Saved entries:
——————————
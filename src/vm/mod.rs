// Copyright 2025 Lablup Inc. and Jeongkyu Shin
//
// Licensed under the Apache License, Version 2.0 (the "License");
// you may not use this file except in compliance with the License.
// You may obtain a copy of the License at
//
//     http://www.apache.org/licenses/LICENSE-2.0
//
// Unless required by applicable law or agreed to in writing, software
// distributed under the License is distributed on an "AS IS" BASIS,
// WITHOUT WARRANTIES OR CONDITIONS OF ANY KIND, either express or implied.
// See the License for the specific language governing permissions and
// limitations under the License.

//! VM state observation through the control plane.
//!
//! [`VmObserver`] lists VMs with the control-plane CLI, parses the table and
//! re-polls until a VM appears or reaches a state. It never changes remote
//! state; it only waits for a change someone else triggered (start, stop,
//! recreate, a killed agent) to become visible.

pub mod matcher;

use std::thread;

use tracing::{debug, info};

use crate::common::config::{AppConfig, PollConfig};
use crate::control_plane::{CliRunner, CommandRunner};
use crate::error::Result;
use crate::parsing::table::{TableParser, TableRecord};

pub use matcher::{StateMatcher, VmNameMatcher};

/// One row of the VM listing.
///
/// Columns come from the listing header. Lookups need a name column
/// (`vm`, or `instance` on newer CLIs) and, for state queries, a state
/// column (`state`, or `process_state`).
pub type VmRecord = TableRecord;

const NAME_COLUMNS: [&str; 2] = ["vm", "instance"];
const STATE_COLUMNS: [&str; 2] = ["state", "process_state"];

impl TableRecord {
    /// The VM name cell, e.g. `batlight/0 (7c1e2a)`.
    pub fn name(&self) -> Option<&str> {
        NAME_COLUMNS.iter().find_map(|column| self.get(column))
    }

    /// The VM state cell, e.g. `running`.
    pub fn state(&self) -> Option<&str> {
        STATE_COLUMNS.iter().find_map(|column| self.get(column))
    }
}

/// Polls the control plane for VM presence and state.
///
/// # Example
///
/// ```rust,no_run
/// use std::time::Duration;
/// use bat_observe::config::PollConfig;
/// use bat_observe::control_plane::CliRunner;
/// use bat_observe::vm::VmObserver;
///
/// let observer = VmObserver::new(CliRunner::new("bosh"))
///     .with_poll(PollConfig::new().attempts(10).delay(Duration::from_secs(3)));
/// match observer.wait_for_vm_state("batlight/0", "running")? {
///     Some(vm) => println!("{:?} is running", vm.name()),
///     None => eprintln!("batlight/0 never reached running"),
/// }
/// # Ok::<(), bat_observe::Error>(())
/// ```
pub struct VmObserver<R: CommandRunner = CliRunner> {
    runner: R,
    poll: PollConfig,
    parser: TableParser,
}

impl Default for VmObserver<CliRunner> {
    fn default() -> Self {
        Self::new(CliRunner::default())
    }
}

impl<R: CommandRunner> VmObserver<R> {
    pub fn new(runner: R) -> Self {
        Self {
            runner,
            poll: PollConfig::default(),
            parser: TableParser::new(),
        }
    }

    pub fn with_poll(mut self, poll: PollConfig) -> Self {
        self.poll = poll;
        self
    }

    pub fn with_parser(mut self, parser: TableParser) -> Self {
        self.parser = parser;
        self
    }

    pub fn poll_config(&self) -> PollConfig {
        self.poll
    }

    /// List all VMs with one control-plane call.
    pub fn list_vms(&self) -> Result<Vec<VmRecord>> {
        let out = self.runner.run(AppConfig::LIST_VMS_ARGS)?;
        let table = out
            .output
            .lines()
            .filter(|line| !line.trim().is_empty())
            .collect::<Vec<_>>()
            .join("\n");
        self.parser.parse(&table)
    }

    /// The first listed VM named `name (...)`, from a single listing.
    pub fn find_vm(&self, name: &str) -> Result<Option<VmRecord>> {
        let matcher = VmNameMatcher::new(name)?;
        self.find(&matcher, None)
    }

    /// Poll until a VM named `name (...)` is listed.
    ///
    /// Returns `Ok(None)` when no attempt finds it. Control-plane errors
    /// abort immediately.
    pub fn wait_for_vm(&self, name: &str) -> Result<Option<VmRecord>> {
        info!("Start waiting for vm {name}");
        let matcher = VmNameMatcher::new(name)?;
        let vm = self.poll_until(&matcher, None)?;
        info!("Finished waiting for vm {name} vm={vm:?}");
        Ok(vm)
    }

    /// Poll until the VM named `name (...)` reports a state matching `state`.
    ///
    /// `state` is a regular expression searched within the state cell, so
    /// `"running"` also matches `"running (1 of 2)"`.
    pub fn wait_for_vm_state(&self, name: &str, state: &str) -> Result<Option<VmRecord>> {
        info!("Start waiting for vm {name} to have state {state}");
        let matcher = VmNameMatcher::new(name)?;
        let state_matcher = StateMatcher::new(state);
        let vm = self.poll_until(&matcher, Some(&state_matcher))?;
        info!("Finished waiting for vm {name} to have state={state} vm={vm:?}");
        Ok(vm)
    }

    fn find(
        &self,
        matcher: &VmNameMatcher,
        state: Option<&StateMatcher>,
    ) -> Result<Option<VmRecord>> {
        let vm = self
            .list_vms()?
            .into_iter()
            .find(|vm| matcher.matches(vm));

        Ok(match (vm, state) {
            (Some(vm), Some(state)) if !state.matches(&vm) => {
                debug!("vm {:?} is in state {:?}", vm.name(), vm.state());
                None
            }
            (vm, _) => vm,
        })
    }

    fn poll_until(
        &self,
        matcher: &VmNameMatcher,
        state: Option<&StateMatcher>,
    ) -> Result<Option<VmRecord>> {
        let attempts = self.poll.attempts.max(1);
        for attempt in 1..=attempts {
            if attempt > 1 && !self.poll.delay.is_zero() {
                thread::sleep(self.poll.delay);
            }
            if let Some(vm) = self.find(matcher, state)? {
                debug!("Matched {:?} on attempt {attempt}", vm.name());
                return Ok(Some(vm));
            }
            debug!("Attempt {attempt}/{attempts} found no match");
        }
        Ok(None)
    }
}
——————————
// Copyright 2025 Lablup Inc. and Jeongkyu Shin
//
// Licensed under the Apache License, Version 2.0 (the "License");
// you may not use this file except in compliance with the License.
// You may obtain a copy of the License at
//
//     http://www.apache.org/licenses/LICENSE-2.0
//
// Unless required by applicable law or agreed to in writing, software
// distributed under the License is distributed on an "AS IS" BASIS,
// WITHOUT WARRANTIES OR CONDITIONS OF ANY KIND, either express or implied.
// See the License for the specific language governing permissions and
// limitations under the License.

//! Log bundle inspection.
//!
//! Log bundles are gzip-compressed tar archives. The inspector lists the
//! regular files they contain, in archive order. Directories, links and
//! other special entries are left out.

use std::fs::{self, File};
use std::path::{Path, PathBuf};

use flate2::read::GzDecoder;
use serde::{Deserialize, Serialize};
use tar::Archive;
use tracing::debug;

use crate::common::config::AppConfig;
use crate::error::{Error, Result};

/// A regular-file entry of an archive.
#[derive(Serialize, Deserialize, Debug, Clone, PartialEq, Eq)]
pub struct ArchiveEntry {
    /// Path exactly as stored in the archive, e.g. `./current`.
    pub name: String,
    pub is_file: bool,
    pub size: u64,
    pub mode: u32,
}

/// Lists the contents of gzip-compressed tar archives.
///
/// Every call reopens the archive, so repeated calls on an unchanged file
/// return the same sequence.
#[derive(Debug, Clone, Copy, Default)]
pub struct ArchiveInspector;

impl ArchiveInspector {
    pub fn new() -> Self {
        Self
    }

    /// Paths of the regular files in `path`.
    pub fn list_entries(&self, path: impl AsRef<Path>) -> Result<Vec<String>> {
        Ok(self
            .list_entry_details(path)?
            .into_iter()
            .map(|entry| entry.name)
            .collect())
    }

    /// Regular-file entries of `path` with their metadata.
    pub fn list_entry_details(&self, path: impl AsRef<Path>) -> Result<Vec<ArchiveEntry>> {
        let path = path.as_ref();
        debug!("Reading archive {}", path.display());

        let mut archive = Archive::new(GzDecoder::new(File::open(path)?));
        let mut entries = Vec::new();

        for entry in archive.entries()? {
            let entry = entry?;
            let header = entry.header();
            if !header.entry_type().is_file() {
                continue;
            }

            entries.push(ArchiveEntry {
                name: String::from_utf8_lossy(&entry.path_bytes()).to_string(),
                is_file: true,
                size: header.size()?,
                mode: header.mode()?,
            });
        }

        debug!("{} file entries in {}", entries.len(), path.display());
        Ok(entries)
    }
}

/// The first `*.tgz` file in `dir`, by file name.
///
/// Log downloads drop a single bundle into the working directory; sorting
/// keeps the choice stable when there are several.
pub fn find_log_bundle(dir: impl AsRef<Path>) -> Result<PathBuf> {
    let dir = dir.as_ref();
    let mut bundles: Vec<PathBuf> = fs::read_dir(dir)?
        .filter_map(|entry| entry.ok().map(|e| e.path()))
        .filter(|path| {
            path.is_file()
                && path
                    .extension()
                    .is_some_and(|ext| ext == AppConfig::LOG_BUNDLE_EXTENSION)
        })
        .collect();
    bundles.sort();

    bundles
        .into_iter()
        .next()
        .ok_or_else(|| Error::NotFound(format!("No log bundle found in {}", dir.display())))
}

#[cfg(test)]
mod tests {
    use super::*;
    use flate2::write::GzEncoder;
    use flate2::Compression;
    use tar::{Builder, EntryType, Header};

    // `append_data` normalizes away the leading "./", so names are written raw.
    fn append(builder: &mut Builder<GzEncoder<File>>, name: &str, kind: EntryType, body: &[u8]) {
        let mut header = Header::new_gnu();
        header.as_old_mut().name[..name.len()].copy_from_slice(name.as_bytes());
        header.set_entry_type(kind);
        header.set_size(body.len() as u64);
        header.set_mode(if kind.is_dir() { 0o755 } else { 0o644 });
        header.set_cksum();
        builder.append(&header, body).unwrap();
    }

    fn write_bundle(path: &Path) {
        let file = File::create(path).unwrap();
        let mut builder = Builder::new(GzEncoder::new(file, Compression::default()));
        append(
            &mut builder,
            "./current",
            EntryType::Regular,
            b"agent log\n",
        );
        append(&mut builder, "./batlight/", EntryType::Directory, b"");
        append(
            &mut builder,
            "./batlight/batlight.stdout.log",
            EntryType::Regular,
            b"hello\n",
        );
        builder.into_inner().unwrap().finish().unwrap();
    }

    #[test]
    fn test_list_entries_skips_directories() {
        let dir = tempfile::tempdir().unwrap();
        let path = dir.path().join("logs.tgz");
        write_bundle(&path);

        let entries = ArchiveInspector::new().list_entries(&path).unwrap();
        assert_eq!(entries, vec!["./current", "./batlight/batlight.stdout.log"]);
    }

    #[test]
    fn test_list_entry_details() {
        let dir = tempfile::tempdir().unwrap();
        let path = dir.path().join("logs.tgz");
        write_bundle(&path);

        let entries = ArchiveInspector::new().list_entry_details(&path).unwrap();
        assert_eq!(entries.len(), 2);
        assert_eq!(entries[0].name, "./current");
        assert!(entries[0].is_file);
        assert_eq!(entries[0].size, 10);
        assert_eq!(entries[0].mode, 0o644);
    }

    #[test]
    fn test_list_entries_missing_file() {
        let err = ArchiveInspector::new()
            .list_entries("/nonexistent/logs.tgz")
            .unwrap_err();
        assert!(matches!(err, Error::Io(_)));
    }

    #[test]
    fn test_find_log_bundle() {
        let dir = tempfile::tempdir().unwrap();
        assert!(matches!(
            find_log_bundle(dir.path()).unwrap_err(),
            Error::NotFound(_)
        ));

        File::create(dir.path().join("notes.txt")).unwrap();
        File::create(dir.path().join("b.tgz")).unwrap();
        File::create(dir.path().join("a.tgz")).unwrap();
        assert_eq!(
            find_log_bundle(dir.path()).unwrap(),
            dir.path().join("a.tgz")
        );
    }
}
——————————
→ **Exercise**
Copy all lines above containing the string "call".

→ **Exercise response**
    /// List all VMs with one control-plane call.
/// Every call reopens the archive, so repeated calls on an unchanged file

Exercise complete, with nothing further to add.